William “Marty” Martin, a renowned snake researcher who dedicated his life’s work to the study of timber rattlesnakes, died last week after he was bitten by a snake on the property of his West Virginia home, his wife said. He was 80.
Martin, who was described as the “ambassador of rattlesnakes” in a 2019 profile on the online journal Terrain, was just 13 years old when he documented the first instance of timber rattlesnakes in the Bull Run Mountains in Virginia.
At the age of 17, he became a founding member of the Virginia Herpetological Society, and for 30 years he served on the International Union for Conservation of Nature’s timber rattlesnake task force, which worked to preserve the species, according to Reptiles Magazine.
Martin also co-authored the 472-page book “The Timber Rattlesnake: Life History, Distribution, Status, and Conservation Action Plan,” which was released in August 2021.
Joe Villari, manager of the Bull Run Mountains Preserve, paid tribute to Martin in a lengthy Facebook post, calling him “a true original in every sense of the word” and “a human of mythic proportions — a being far more rare than the threatened and endangered snakes to which he dedicated his life.”
Villari, who was also a friend of the “absolute rattlesnake legend,” noted that Martin acted as one of snakes’ “earliest ambassadors — far before the eruption of the ecological and animal welfare enlightenment of the 1970s.”
His happiness was “intrinsically tied to the presence and well-being of venomous snake populations, especially his beloved timbers,” he wrote, adding that at the age of 80, “he was more physically capable than most 20-year-olds that I have scrambled across the mountain with.”
John Sealy, a rattlesnake researcher from Stokesdale, said that Martin was considered by many in the community of snake experts as the foremost authority on timber rattlers, a species he studied since childhood.

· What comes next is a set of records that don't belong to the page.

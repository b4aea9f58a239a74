use axum::{
    body::Body,
    http::{Request, StatusCode},
};
use herald_db::{open, DbPool, DbRuntimeSettings};
use herald_fanout::WorkerSettings;
use herald_notify::{create_notification, CreateNotificationParams};
use herald_queue::WorkSignal;
use herald_relay::{NotificationBus, SessionRegistry};
use herald_server::{app, AppState};
use herald_types::{EntityKind, NotificationType};
use serde_json::Value;
use tempfile::TempDir;
use tower::ServiceExt;

fn setup_app() -> (axum::Router, DbPool, TempDir) {
    let dir = tempfile::tempdir().expect("tempdir");
    let db_path = dir.path().join("herald.db");
    let pool = open(
        db_path.to_str().expect("utf-8 path"),
        DbRuntimeSettings::default(),
    )
    .expect("database should open");

    let state = AppState {
        pool: pool.clone(),
        registry: SessionRegistry::new(),
        bus: NotificationBus::new(64),
        work_signal: WorkSignal::new(),
        worker_settings: WorkerSettings::default(),
    };
    (app(state), pool, dir)
}

fn seed_notifications(pool: &DbPool, recipient: &str, count: u32) -> Vec<String> {
    let conn = pool.get().expect("connection");
    let mut ids = Vec::new();
    for n in 0..count {
        let params = CreateNotificationParams {
            notification_id: format!("ntf-{n}"),
            recipient_user_id: recipient.to_string(),
            notification_type: NotificationType::NewPostFromFollowing,
            actor_id: "user-a".to_string(),
            source_entity_id: format!("post-{n}"),
            source_entity_kind: EntityKind::Post,
            message: "Alice created a new post".to_string(),
            outbox_event_id: format!("ev-{n}"),
        };
        match create_notification(&conn, &params).expect("create") {
            herald_notify::CreateOutcome::Created(record) => ids.push(record.notification_id),
            herald_notify::CreateOutcome::AlreadyExists => panic!("unexpected duplicate"),
        }
    }
    ids
}

async fn get_json(app: &axum::Router, uri: &str) -> (StatusCode, Value) {
    let response = app
        .clone()
        .oneshot(Request::builder().uri(uri).body(Body::empty()).expect("request"))
        .await
        .expect("response");
    let status = response.status();
    let bytes = axum::body::to_bytes(response.into_body(), usize::MAX)
        .await
        .expect("body");
    let json = if bytes.is_empty() {
        Value::Null
    } else {
        serde_json::from_slice(&bytes).expect("json body")
    };
    (status, json)
}

#[tokio::test]
async fn feed_paginates_newest_first_without_gaps_or_overlap() {
    let (app, pool, _dir) = setup_app();
    seed_notifications(&pool, "user-b", 7);

    let mut collected: Vec<String> = Vec::new();
    let mut cursor: Option<String> = None;
    let mut pages = 0;

    loop {
        let uri = match &cursor {
            Some(c) => format!("/api/notifications?userId=user-b&limit=3&cursor={c}"),
            None => "/api/notifications?userId=user-b&limit=3".to_string(),
        };
        let (status, body) = get_json(&app, &uri).await;
        assert_eq!(status, StatusCode::OK);
        pages += 1;

        let data = &body["data"];
        for item in data["items"].as_array().expect("items") {
            collected.push(
                item["notificationId"]
                    .as_str()
                    .expect("notificationId")
                    .to_string(),
            );
        }

        if data["hasMore"] == true {
            cursor = Some(
                data["nextCursor"]
                    .as_str()
                    .expect("cursor present when hasMore")
                    .to_string(),
            );
        } else {
            assert!(data["nextCursor"].is_null());
            break;
        }
    }

    assert_eq!(pages, 3, "7 notifications at page size 3 is 3 pages");
    assert_eq!(collected.len(), 7);
    let mut deduped = collected.clone();
    deduped.sort();
    deduped.dedup();
    assert_eq!(deduped.len(), 7, "pages must neither overlap nor skip");

    // Newest first: the seeded order was ntf-0 .. ntf-6.
    assert_eq!(collected.first().map(String::as_str), Some("ntf-6"));
    assert_eq!(collected.last().map(String::as_str), Some("ntf-0"));
}

#[tokio::test]
async fn mark_read_flips_the_unread_count() {
    let (app, pool, _dir) = setup_app();
    let ids = seed_notifications(&pool, "user-b", 2);

    let (status, body) = get_json(&app, "/api/notifications/unread-count?userId=user-b").await;
    assert_eq!(status, StatusCode::OK);
    assert_eq!(body["data"]["count"], 2);

    let response = app
        .clone()
        .oneshot(
            Request::builder()
                .method("PATCH")
                .uri(format!("/api/notifications/{}/read", ids[0]))
                .body(Body::empty())
                .expect("request"),
        )
        .await
        .expect("response");
    assert_eq!(response.status(), StatusCode::OK);
    let bytes = axum::body::to_bytes(response.into_body(), usize::MAX)
        .await
        .expect("body");
    let body: Value = serde_json::from_slice(&bytes).expect("json");
    assert_eq!(body["data"]["isRead"], true);

    let (_, body) = get_json(&app, "/api/notifications/unread-count?userId=user-b").await;
    assert_eq!(body["data"]["count"], 1);
}

#[tokio::test]
async fn marking_an_unknown_notification_is_404() {
    let (app, _pool, _dir) = setup_app();

    let response = app
        .clone()
        .oneshot(
            Request::builder()
                .method("PATCH")
                .uri("/api/notifications/ntf-missing/read")
                .body(Body::empty())
                .expect("request"),
        )
        .await
        .expect("response");
    assert_eq!(response.status(), StatusCode::NOT_FOUND);
}

#[tokio::test]
async fn malformed_cursor_is_400() {
    let (app, pool, _dir) = setup_app();
    seed_notifications(&pool, "user-b", 1);

    let (status, _) = get_json(&app, "/api/notifications?userId=user-b&cursor=bogus").await;
    assert_eq!(status, StatusCode::BAD_REQUEST);
}

#[tokio::test]
async fn feed_for_unknown_user_is_empty_not_an_error() {
    let (app, _pool, _dir) = setup_app();

    let (status, body) = get_json(&app, "/api/notifications?userId=user-nobody").await;
    assert_eq!(status, StatusCode::OK);
    assert_eq!(body["data"]["items"].as_array().expect("items").len(), 0);
    assert_eq!(body["data"]["hasMore"], false);
}
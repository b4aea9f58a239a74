//! Pull-channel notification endpoints.
//!
//! The authoritative read path: whatever happened to live pushes, a
//! recipient's notifications are always retrievable here.

use crate::AppState;
use axum::{
    extract::{Extension, Path, Query},
    http::StatusCode,
    response::Json,
};
use herald_notify::{list_notifications, mark_read, unread_count, NotifyError};
use serde::Deserialize;
use serde_json::{json, Value};
use std::sync::Arc;

/// Maps a [`NotifyError`] to an HTTP status, logging server-side failures.
fn notify_err_to_status(e: NotifyError) -> StatusCode {
    match e {
        NotifyError::NotFound(_) => StatusCode::NOT_FOUND,
        NotifyError::InvalidCursor(_) => StatusCode::BAD_REQUEST,
        ref err => {
            tracing::error!(error = %err, "notification store operation failed");
            StatusCode::INTERNAL_SERVER_ERROR
        }
    }
}

#[derive(Debug, Deserialize)]
#[serde(rename_all = "camelCase")]
pub struct FeedParams {
    pub user_id: String,
    pub limit: Option<u32>,
    pub cursor: Option<String>,
}

/// `GET /api/notifications?userId=&limit=&cursor=`
///
/// Newest-first feed page with an opaque cursor for the next one.
pub async fn list_notifications_handler(
    Extension(state): Extension<Arc<AppState>>,
    Query(params): Query<FeedParams>,
) -> Result<Json<Value>, StatusCode> {
    let pool = state.pool.clone();
    let page = tokio::task::spawn_blocking(move || {
        let conn = pool.get().map_err(|e| {
            tracing::error!("failed to get db connection: {}", e);
            StatusCode::INTERNAL_SERVER_ERROR
        })?;
        list_notifications(
            &conn,
            &params.user_id,
            params.limit,
            params.cursor.as_deref(),
        )
        .map_err(notify_err_to_status)
    })
    .await
    .map_err(|_| StatusCode::INTERNAL_SERVER_ERROR)??;

    Ok(Json(json!({ "success": true, "data": page })))
}

/// `PATCH /api/notifications/{notificationId}/read`
pub async fn mark_read_handler(
    Extension(state): Extension<Arc<AppState>>,
    Path(notification_id): Path<String>,
) -> Result<Json<Value>, StatusCode> {
    let pool = state.pool.clone();
    let record = tokio::task::spawn_blocking(move || {
        let conn = pool.get().map_err(|e| {
            tracing::error!("failed to get db connection: {}", e);
            StatusCode::INTERNAL_SERVER_ERROR
        })?;
        mark_read(&conn, &notification_id).map_err(notify_err_to_status)
    })
    .await
    .map_err(|_| StatusCode::INTERNAL_SERVER_ERROR)??;

    Ok(Json(json!({ "success": true, "data": record })))
}

#[derive(Debug, Deserialize)]
#[serde(rename_all = "camelCase")]
pub struct UnreadCountParams {
    pub user_id: String,
}

/// `GET /api/notifications/unread-count?userId=`
pub async fn unread_count_handler(
    Extension(state): Extension<Arc<AppState>>,
    Query(params): Query<UnreadCountParams>,
) -> Result<Json<Value>, StatusCode> {
    let pool = state.pool.clone();
    let count = tokio::task::spawn_blocking(move || {
        let conn = pool.get().map_err(|e| {
            tracing::error!("failed to get db connection: {}", e);
            StatusCode::INTERNAL_SERVER_ERROR
        })?;
        unread_count(&conn, &params.user_id).map_err(notify_err_to_status)
    })
    .await
    .map_err(|_| StatusCode::INTERNAL_SERVER_ERROR)??;

    Ok(Json(json!({ "success": true, "data": { "count": count } })))
}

“They’re extremely secretive animals,” Sealy told The Associated Press.
According to the Smithsonian’s National Zoo & Conservation Biology Institute, the timber rattlesnake — also called the American viper, black rattlesnake, eastern rattlesnake, timber rattler and canebrake — is a large pit viper with a wide distribution across the eastern half of the U.S.
Adult timber rattlesnakes can reach lengths of up to 5 feet, though there are reports of some growing up to 7 feet long.
Deaths from snakebites in the U.S. are rare, according to data released by the National Institute for Occupational Safety and Health.
Each year, an estimated 7,000-8,000 people are bitten by venomous snakes in the U.S., but only about five of those people die.